* _How to complete this task_
Search the entries for lines with the string "field" and say how many there are, giving only the number.

* _Data for this task_
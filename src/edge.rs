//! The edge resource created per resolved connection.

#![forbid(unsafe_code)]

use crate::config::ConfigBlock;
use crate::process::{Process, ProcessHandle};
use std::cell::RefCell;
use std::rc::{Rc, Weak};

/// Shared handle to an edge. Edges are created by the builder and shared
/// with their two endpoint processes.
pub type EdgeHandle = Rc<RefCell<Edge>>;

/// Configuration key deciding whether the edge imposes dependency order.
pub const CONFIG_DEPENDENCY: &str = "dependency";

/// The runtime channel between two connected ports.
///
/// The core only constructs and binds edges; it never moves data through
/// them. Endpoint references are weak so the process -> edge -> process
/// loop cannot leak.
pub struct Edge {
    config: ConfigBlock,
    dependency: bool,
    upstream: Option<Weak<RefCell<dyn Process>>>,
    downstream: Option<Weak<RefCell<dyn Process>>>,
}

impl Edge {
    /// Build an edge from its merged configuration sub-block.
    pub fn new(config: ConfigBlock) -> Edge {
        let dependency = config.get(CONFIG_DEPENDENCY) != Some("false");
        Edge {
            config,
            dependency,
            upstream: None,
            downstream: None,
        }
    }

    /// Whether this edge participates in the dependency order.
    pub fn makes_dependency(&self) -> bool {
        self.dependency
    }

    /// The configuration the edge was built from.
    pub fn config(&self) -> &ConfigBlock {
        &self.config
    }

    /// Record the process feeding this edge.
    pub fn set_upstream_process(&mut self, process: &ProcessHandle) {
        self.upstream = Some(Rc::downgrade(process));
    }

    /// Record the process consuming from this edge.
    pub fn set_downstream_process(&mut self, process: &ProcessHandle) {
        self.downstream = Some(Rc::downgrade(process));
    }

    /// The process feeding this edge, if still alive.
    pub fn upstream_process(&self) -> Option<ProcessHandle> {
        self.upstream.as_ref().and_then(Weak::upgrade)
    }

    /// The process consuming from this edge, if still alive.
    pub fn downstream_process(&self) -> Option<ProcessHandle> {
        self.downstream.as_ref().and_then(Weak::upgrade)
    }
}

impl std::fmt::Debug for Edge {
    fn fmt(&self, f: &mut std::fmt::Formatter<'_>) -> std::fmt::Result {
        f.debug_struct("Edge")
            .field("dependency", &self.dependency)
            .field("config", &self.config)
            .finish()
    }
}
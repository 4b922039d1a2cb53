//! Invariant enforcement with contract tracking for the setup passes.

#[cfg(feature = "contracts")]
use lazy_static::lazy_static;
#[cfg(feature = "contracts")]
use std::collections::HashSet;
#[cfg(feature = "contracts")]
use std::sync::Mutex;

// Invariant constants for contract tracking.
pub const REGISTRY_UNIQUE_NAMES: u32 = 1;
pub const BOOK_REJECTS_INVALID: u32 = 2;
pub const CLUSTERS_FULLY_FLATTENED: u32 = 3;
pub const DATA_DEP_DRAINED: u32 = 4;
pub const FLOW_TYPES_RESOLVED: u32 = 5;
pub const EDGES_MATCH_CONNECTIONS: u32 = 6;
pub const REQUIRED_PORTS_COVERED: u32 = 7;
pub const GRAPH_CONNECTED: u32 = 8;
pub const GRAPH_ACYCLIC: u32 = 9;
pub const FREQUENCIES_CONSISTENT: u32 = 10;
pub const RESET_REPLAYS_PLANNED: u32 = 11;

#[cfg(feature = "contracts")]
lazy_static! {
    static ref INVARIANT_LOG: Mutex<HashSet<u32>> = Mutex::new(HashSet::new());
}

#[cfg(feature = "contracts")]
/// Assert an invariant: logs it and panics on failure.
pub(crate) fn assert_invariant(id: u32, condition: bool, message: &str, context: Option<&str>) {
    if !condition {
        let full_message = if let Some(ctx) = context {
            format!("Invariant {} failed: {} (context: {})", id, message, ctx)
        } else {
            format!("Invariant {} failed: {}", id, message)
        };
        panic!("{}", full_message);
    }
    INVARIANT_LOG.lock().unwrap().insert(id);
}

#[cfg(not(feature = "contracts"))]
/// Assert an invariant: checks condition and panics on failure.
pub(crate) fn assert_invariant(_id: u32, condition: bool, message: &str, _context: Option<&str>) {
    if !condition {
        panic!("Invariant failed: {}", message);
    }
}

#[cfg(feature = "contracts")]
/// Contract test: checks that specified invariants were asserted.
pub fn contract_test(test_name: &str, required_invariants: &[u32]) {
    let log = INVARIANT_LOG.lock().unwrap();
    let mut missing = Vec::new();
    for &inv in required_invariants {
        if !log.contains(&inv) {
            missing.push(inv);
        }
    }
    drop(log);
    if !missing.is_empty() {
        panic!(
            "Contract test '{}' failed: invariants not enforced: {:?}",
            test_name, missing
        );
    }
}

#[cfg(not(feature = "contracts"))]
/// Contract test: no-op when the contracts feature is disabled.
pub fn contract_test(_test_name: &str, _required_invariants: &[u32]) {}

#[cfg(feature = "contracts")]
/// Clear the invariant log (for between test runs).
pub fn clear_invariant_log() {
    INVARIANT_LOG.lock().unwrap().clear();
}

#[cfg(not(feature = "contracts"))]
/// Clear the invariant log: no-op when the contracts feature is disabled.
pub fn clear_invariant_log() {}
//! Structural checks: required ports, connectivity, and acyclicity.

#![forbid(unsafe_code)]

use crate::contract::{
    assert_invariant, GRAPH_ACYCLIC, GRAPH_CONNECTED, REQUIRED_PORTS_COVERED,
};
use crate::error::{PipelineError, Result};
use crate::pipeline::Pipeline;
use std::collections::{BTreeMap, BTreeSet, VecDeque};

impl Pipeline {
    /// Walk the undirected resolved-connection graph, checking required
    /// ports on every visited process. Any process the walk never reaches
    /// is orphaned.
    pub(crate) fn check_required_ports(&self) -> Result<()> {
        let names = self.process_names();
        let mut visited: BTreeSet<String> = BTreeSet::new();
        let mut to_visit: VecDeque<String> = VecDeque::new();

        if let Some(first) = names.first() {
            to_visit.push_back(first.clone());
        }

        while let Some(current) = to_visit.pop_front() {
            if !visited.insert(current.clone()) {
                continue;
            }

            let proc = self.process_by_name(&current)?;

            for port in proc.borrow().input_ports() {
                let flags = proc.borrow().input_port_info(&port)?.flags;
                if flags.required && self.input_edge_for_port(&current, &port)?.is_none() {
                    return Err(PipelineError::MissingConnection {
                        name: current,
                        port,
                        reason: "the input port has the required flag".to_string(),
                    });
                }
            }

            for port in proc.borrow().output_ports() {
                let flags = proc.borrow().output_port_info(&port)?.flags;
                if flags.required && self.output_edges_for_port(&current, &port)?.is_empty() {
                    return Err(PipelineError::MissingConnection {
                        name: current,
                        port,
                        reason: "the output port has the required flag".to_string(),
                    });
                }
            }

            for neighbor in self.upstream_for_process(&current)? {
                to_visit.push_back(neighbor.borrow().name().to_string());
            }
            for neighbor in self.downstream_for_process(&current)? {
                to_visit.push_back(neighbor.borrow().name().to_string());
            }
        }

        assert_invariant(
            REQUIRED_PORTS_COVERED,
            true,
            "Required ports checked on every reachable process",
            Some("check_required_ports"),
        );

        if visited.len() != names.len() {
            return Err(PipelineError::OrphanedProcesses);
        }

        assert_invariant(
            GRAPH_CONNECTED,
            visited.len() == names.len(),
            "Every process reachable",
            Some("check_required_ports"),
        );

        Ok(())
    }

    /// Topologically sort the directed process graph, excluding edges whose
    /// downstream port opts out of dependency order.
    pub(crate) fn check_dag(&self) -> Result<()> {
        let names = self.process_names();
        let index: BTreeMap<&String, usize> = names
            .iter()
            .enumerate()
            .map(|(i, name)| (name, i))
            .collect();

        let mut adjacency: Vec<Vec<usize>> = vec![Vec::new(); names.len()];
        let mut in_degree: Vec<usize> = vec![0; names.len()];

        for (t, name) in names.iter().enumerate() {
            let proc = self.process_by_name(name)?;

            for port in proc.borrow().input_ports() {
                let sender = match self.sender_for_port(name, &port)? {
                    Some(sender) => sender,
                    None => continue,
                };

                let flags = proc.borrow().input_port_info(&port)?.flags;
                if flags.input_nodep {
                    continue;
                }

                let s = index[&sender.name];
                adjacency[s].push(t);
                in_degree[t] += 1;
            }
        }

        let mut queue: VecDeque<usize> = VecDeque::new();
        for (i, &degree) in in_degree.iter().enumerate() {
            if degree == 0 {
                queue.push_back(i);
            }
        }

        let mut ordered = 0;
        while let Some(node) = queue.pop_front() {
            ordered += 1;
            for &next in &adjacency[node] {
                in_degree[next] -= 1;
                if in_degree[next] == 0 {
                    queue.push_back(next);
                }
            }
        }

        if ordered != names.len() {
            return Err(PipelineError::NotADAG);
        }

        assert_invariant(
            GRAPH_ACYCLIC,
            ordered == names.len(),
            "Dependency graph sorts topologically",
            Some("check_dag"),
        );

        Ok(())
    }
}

* _Result of this task_
2